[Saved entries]
·····

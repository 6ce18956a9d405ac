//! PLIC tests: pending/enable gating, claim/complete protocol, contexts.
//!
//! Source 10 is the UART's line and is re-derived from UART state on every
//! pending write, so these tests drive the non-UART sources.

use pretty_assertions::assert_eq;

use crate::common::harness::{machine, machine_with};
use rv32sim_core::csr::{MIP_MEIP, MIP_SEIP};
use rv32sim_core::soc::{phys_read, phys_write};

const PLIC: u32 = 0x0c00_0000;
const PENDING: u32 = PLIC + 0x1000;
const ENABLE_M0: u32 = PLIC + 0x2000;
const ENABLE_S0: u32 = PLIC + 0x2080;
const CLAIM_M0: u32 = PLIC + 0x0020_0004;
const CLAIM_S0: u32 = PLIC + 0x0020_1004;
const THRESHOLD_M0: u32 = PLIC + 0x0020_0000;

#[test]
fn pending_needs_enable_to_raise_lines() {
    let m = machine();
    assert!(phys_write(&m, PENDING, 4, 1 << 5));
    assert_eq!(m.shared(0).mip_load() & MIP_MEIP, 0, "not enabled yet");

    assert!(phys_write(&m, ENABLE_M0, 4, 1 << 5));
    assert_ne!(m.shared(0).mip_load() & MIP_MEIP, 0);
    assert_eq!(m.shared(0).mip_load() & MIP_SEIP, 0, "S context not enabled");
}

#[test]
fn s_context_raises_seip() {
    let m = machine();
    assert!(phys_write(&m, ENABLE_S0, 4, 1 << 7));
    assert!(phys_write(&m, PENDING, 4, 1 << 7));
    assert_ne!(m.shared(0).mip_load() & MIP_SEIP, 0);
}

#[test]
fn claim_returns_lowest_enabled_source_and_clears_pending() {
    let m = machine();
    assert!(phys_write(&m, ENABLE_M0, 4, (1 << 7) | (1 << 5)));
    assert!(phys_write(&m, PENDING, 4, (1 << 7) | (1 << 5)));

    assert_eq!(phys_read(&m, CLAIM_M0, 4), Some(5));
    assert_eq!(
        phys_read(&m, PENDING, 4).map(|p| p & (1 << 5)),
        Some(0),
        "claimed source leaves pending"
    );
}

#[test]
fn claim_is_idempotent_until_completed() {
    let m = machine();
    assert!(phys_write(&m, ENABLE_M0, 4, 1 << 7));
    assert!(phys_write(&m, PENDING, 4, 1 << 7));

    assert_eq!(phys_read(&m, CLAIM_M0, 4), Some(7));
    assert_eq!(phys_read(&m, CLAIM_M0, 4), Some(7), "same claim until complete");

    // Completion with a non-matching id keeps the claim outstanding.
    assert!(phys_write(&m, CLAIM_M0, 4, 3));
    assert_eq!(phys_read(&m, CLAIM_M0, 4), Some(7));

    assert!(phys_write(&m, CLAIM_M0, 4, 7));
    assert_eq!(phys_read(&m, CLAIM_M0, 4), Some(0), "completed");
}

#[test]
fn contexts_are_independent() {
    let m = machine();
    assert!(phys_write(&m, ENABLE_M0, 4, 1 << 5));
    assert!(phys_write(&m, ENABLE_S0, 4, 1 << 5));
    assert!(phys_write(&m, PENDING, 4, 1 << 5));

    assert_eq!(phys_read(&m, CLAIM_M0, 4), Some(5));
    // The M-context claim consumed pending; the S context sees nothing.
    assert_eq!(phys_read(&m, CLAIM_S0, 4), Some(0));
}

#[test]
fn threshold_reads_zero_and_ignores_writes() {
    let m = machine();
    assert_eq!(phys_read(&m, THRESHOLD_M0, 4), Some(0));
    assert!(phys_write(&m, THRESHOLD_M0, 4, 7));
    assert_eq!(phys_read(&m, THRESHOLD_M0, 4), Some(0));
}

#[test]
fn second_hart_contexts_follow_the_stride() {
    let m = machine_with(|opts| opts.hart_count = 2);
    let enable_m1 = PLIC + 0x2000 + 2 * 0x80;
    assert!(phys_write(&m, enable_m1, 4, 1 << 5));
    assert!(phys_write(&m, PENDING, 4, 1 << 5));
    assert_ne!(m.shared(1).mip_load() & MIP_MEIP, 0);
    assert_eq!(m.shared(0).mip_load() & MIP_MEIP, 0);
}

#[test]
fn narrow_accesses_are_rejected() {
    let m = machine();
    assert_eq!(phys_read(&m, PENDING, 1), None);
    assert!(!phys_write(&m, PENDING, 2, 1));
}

·····

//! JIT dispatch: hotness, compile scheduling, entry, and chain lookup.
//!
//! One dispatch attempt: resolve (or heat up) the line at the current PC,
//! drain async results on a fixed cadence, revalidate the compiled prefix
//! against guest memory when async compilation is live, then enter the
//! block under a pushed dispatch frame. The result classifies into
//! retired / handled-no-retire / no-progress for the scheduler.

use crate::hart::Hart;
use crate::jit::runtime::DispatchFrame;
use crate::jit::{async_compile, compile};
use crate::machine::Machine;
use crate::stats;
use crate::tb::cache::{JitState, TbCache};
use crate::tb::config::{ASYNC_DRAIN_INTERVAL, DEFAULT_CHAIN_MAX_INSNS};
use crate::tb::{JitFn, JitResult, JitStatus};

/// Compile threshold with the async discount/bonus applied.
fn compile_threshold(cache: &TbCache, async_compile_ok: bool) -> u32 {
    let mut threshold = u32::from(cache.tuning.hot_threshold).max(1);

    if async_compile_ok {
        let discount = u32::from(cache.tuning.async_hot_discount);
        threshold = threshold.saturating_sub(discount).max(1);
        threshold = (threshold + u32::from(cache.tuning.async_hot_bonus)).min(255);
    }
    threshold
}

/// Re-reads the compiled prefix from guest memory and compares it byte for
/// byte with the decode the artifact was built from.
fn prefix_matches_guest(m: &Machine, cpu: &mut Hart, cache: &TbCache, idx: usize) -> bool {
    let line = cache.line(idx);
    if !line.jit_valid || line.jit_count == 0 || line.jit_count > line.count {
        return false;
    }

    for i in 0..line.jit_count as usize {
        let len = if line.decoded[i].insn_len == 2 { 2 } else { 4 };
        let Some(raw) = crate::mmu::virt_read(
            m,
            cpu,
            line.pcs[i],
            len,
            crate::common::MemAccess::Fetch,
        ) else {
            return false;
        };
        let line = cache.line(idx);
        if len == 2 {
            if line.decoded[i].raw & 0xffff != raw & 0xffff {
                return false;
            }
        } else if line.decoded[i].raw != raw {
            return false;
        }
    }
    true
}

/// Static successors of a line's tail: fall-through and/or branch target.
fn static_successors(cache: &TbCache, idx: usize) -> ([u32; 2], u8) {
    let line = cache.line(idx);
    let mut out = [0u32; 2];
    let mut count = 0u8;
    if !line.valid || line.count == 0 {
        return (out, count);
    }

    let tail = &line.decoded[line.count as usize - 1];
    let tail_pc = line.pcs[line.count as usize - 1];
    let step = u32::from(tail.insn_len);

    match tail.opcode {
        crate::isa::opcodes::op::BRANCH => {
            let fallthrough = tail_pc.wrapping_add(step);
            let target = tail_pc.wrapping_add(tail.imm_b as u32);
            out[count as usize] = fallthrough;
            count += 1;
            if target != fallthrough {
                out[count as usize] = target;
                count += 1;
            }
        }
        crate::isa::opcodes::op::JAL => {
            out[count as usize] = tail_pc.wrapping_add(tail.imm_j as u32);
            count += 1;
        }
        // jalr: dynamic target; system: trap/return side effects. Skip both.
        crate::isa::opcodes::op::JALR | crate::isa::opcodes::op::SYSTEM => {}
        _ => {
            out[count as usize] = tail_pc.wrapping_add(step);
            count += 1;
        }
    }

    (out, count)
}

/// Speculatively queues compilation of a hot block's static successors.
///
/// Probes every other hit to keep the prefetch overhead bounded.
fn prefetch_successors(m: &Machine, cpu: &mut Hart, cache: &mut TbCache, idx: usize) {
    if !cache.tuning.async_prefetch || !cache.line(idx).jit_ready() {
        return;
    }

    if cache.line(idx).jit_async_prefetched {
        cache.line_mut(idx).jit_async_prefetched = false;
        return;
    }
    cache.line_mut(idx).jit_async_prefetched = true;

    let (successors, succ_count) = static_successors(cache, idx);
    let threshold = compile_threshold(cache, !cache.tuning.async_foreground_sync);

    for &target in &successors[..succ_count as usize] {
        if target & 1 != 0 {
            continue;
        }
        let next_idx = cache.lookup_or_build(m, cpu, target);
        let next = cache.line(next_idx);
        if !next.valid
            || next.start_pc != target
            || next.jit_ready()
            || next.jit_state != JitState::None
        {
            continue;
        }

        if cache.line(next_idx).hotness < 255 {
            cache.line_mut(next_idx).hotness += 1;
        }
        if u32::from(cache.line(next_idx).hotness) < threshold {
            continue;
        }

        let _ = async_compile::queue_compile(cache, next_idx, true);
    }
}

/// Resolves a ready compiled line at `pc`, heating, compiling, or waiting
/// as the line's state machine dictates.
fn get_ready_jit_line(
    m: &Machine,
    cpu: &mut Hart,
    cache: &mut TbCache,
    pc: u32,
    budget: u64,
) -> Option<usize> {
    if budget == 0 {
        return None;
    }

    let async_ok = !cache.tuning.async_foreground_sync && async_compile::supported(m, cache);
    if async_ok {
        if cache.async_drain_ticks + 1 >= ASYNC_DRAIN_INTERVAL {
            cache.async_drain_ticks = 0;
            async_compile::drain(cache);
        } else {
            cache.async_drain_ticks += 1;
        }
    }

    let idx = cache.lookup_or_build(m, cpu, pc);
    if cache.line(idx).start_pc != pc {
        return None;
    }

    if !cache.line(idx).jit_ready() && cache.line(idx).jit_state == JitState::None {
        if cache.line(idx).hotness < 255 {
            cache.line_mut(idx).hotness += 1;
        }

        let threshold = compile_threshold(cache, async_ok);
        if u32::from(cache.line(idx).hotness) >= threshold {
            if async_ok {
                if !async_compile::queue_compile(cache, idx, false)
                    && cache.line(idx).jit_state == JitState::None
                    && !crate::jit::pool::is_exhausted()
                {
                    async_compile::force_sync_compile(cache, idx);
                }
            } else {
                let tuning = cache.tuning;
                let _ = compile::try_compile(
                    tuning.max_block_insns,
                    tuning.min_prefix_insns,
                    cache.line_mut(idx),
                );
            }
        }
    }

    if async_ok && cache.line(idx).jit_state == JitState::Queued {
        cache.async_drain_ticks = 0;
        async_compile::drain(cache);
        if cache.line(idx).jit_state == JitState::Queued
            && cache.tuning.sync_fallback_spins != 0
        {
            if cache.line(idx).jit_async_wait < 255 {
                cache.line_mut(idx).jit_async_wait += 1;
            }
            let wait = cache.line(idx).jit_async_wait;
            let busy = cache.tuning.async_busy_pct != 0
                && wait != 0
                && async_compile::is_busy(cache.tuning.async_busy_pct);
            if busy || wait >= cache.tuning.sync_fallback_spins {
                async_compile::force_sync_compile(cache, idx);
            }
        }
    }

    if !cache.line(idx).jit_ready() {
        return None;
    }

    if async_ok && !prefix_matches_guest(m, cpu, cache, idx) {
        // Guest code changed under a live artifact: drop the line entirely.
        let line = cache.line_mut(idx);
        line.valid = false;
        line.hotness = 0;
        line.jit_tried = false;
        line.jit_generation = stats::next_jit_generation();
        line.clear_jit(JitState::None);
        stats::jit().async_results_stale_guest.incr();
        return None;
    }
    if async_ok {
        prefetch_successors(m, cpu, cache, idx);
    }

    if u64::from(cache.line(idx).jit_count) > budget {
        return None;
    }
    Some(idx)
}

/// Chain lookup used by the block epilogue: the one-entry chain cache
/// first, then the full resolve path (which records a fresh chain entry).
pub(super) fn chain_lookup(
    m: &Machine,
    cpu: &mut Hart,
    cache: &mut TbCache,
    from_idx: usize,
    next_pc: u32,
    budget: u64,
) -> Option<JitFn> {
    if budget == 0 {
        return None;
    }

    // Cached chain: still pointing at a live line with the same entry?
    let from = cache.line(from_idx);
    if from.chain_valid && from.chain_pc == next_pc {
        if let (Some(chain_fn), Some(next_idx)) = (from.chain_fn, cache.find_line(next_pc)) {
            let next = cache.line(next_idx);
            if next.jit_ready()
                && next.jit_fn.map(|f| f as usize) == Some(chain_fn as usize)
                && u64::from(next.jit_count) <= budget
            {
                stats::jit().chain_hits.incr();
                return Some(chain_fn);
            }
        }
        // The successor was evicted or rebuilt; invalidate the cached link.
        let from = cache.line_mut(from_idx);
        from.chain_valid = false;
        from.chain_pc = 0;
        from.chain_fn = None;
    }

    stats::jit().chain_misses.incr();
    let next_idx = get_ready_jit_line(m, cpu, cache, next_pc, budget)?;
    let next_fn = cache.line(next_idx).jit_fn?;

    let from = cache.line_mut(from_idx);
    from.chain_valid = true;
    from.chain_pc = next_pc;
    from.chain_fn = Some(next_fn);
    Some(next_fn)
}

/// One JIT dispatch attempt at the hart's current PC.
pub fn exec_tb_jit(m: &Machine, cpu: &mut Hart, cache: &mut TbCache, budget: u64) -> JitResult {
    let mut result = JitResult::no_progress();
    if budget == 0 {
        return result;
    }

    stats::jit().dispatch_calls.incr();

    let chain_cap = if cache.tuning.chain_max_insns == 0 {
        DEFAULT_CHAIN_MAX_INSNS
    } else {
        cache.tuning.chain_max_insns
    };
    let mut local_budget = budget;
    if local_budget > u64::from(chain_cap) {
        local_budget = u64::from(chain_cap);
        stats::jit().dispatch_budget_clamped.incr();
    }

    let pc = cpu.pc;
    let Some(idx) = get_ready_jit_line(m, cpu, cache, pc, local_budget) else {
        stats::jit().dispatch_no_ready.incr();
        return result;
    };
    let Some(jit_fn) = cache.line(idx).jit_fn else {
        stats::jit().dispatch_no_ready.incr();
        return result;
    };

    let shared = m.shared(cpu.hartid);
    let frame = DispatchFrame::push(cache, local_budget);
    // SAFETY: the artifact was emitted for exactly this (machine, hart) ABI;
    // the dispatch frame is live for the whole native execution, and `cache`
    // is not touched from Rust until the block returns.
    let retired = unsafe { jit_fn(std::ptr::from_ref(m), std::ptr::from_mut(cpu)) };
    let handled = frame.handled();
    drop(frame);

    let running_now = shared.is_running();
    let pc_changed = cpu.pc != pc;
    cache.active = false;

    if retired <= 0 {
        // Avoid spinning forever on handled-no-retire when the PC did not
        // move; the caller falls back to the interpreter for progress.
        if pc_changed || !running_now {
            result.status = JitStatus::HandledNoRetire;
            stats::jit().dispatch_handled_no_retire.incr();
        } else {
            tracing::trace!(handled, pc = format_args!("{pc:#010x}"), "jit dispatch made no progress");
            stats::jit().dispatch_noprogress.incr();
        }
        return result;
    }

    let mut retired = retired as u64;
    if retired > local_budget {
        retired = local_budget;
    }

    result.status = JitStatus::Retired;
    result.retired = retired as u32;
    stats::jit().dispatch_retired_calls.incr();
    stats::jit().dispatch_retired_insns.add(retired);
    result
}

·····

**Exercise:** Among the lines above, list those that contain the word "opcodes".

**Solution to this exercise:**
        crate::isa::opcodes::op::BRANCH => {
        crate::isa::opcodes::op::JAL => {
        crate::isa::opcodes::op::JALR | crate::isa::opcodes::op::SYSTEM => {}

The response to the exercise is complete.